Problem —
I'd like every line from the material below that has "queue" in it.
START Exercise materials
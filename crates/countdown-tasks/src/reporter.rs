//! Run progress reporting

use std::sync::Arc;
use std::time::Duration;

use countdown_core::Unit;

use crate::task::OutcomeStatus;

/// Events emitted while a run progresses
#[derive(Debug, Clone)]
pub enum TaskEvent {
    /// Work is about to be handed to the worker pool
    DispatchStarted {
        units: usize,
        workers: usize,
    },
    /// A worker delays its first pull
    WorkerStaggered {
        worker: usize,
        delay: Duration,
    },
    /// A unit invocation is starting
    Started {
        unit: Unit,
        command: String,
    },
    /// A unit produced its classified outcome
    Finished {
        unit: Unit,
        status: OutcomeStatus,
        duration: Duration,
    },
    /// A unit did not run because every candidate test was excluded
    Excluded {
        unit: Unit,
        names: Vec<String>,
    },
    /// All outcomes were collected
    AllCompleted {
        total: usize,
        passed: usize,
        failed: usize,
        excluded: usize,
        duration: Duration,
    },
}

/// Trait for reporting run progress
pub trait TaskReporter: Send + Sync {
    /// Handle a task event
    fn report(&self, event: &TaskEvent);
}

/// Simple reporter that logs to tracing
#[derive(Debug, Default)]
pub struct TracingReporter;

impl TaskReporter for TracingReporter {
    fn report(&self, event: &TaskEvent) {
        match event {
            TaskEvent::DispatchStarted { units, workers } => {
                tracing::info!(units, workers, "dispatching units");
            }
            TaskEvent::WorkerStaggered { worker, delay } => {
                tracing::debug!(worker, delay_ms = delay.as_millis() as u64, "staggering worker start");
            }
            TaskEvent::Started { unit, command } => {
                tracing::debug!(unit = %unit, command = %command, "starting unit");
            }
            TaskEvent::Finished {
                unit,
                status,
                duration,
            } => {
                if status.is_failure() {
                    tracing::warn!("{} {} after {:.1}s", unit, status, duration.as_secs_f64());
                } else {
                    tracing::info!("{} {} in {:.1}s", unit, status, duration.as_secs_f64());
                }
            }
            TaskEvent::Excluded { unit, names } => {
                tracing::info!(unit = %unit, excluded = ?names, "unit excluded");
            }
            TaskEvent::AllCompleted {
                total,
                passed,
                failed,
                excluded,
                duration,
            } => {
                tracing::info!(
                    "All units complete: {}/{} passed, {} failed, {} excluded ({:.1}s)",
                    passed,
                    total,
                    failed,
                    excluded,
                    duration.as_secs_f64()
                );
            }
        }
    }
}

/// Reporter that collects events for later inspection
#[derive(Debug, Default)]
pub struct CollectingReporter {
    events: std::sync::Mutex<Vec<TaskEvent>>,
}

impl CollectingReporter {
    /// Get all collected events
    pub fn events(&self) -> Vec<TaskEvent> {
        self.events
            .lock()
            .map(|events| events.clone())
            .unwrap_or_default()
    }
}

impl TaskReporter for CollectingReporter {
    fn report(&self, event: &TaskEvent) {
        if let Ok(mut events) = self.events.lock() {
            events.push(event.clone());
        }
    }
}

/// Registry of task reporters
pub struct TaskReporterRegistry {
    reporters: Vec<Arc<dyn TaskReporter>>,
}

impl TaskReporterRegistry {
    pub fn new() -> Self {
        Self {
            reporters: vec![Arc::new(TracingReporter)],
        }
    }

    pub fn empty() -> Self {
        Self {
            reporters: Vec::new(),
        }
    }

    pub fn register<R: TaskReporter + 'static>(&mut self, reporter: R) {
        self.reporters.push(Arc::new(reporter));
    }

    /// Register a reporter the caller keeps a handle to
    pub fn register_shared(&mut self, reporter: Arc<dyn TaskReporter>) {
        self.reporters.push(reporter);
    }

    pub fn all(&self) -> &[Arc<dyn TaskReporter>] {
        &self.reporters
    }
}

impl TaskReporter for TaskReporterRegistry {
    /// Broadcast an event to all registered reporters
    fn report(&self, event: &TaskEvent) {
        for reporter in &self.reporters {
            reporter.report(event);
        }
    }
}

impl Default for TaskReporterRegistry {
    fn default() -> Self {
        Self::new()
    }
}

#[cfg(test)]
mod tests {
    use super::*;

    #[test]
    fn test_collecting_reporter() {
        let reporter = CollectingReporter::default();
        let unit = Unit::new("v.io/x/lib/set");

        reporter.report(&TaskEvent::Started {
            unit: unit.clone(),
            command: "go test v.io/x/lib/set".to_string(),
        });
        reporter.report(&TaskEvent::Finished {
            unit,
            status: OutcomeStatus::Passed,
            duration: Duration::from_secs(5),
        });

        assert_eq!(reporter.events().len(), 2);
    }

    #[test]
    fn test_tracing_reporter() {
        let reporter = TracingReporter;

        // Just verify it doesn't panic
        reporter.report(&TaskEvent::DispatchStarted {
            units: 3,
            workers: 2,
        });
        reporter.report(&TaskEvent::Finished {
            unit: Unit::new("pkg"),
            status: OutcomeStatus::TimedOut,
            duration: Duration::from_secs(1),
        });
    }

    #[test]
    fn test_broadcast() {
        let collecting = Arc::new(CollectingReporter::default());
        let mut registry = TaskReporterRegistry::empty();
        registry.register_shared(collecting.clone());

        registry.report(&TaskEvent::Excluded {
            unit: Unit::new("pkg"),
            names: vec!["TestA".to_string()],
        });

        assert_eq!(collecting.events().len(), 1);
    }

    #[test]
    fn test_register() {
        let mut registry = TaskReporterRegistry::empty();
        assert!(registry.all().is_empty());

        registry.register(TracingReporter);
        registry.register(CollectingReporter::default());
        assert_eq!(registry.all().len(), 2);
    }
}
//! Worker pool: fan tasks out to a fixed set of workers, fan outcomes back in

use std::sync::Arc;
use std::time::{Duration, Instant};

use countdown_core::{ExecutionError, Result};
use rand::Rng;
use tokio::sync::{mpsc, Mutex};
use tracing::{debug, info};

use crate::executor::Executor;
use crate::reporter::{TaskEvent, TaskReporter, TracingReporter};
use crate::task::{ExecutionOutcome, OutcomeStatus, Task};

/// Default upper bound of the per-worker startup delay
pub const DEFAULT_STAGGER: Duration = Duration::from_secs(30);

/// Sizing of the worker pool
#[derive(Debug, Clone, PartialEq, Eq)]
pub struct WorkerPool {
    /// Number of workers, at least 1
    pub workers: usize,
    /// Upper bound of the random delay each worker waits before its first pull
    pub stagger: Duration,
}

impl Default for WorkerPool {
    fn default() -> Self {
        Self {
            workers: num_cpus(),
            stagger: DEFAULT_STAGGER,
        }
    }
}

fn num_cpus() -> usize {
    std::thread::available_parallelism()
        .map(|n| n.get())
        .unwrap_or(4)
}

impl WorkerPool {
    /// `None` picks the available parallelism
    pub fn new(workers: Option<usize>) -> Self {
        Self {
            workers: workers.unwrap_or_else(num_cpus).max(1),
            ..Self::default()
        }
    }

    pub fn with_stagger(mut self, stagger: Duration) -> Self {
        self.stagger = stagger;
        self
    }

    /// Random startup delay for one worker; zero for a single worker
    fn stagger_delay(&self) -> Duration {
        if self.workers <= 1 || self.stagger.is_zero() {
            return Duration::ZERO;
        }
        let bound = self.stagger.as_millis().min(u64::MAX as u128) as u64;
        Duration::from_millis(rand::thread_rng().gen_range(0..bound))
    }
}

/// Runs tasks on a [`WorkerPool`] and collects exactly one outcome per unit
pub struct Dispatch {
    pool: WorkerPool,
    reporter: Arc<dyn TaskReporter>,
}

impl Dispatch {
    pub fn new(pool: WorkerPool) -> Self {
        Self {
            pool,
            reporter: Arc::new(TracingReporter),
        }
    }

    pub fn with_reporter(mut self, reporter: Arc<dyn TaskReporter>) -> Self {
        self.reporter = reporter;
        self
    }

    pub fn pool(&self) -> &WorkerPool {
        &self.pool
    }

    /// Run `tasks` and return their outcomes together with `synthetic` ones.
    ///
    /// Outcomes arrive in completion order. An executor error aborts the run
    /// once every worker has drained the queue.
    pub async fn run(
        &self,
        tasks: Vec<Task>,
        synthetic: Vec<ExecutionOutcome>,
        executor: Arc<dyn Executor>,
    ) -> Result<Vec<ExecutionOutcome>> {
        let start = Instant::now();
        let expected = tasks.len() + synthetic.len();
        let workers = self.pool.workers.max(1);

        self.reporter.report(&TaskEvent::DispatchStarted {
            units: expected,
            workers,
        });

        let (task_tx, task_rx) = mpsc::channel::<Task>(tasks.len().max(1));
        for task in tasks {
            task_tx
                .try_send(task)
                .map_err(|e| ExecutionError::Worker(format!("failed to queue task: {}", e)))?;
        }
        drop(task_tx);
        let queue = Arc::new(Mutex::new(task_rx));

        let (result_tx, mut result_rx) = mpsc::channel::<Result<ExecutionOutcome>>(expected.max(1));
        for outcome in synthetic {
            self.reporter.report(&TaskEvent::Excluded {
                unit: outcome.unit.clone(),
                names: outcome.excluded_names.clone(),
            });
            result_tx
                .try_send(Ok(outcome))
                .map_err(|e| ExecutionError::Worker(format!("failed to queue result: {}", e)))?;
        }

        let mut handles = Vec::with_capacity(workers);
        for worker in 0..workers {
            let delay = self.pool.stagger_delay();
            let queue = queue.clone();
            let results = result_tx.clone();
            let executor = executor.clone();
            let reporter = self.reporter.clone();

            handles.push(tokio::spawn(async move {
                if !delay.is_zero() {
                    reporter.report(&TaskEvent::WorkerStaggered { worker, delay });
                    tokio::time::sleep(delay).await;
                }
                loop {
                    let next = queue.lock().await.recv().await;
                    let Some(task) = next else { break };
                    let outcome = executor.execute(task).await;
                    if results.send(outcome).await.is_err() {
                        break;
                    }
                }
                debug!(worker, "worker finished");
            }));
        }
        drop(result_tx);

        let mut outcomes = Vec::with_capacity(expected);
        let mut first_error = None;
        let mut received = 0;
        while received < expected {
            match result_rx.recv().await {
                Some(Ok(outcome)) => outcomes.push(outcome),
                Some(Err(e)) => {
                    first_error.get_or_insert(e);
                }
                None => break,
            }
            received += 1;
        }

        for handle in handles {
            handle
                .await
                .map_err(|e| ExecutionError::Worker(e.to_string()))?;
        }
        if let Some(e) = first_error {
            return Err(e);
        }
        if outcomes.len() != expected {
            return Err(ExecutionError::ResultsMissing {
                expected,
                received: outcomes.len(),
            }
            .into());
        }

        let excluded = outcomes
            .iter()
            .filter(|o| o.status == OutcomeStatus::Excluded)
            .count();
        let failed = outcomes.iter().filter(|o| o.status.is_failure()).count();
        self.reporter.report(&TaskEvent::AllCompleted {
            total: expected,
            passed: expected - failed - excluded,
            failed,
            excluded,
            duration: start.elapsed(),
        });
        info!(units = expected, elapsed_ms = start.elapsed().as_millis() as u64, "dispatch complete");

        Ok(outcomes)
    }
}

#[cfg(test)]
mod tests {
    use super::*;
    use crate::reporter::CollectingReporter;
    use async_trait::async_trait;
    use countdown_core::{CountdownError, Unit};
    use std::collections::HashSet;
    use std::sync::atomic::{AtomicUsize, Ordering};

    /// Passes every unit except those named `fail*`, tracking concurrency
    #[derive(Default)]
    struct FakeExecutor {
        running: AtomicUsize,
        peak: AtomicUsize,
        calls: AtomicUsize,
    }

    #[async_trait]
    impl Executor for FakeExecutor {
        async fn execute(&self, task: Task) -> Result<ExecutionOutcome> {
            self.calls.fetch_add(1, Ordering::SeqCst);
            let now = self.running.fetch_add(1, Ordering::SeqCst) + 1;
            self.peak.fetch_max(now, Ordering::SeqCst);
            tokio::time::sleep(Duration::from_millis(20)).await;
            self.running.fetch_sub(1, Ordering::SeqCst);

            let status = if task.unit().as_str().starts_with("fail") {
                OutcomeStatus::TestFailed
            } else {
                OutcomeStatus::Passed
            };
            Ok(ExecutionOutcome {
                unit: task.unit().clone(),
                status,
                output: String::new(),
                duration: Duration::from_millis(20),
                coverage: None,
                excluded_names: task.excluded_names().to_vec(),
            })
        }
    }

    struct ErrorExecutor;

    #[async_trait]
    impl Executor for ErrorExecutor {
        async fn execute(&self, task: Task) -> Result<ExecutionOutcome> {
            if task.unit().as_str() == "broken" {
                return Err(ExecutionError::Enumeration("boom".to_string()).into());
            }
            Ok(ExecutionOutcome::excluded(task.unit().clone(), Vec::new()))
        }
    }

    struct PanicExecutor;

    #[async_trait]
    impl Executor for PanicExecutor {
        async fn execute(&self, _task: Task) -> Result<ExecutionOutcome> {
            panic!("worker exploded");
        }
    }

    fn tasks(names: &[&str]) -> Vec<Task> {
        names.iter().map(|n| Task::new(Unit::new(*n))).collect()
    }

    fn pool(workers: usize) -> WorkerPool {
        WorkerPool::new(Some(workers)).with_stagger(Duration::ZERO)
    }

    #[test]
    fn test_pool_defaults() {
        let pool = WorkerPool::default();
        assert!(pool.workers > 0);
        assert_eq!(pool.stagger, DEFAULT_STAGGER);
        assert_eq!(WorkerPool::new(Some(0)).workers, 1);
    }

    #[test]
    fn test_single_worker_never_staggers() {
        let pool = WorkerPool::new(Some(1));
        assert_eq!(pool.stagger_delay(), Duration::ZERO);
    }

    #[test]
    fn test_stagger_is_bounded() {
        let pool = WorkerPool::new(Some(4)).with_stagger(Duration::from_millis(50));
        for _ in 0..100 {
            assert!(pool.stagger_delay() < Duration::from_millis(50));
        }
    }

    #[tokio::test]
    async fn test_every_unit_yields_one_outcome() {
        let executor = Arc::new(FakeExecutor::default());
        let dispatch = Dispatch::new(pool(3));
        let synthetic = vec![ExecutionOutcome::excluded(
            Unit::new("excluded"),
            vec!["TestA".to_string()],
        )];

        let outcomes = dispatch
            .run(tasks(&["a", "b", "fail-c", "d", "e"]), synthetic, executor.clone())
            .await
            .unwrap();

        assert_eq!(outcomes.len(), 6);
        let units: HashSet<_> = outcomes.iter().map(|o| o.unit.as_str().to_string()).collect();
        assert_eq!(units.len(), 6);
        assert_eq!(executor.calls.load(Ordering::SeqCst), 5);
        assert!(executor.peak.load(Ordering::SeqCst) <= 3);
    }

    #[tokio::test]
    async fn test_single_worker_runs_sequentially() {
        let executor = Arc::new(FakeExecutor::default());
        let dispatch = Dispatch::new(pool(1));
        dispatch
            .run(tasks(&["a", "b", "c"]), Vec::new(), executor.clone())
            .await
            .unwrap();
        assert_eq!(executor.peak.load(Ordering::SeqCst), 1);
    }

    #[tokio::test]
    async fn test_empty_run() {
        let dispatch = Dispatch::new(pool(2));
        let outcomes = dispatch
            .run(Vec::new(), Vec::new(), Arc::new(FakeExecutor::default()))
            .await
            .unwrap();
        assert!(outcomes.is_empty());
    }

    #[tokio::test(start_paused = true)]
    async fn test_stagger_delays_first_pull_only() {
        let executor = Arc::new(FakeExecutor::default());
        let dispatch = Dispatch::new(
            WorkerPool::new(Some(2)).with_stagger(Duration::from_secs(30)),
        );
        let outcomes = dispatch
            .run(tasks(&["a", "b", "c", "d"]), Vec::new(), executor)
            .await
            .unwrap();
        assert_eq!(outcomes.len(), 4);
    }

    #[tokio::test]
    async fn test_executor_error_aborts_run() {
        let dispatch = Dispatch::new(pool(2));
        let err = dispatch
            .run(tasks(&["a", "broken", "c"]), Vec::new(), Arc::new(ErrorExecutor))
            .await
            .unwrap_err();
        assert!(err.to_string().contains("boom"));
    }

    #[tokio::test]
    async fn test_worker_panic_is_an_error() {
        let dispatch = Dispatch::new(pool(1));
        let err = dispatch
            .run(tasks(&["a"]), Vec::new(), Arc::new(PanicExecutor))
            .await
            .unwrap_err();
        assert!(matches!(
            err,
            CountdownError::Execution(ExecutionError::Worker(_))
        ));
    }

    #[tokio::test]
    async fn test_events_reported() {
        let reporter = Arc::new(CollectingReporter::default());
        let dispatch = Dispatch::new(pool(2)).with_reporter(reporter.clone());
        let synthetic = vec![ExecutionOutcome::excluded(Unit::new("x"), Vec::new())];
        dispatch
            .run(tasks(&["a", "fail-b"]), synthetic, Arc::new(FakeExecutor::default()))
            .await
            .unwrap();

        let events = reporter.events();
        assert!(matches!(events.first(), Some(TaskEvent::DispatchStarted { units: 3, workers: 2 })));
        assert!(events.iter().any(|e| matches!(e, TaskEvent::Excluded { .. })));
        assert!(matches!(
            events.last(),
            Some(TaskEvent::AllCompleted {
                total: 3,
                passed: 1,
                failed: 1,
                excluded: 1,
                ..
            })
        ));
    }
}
END Exercise materials
Problem solution —
    /// once every worker has drained the queue.
                .map_err(|e| ExecutionError::Worker(format!("failed to queue task: {}", e)))?;
        let queue = Arc::new(Mutex::new(task_rx));
                .map_err(|e| ExecutionError::Worker(format!("failed to queue result: {}", e)))?;
            let queue = queue.clone();
                    let next = queue.lock().await.recv().await;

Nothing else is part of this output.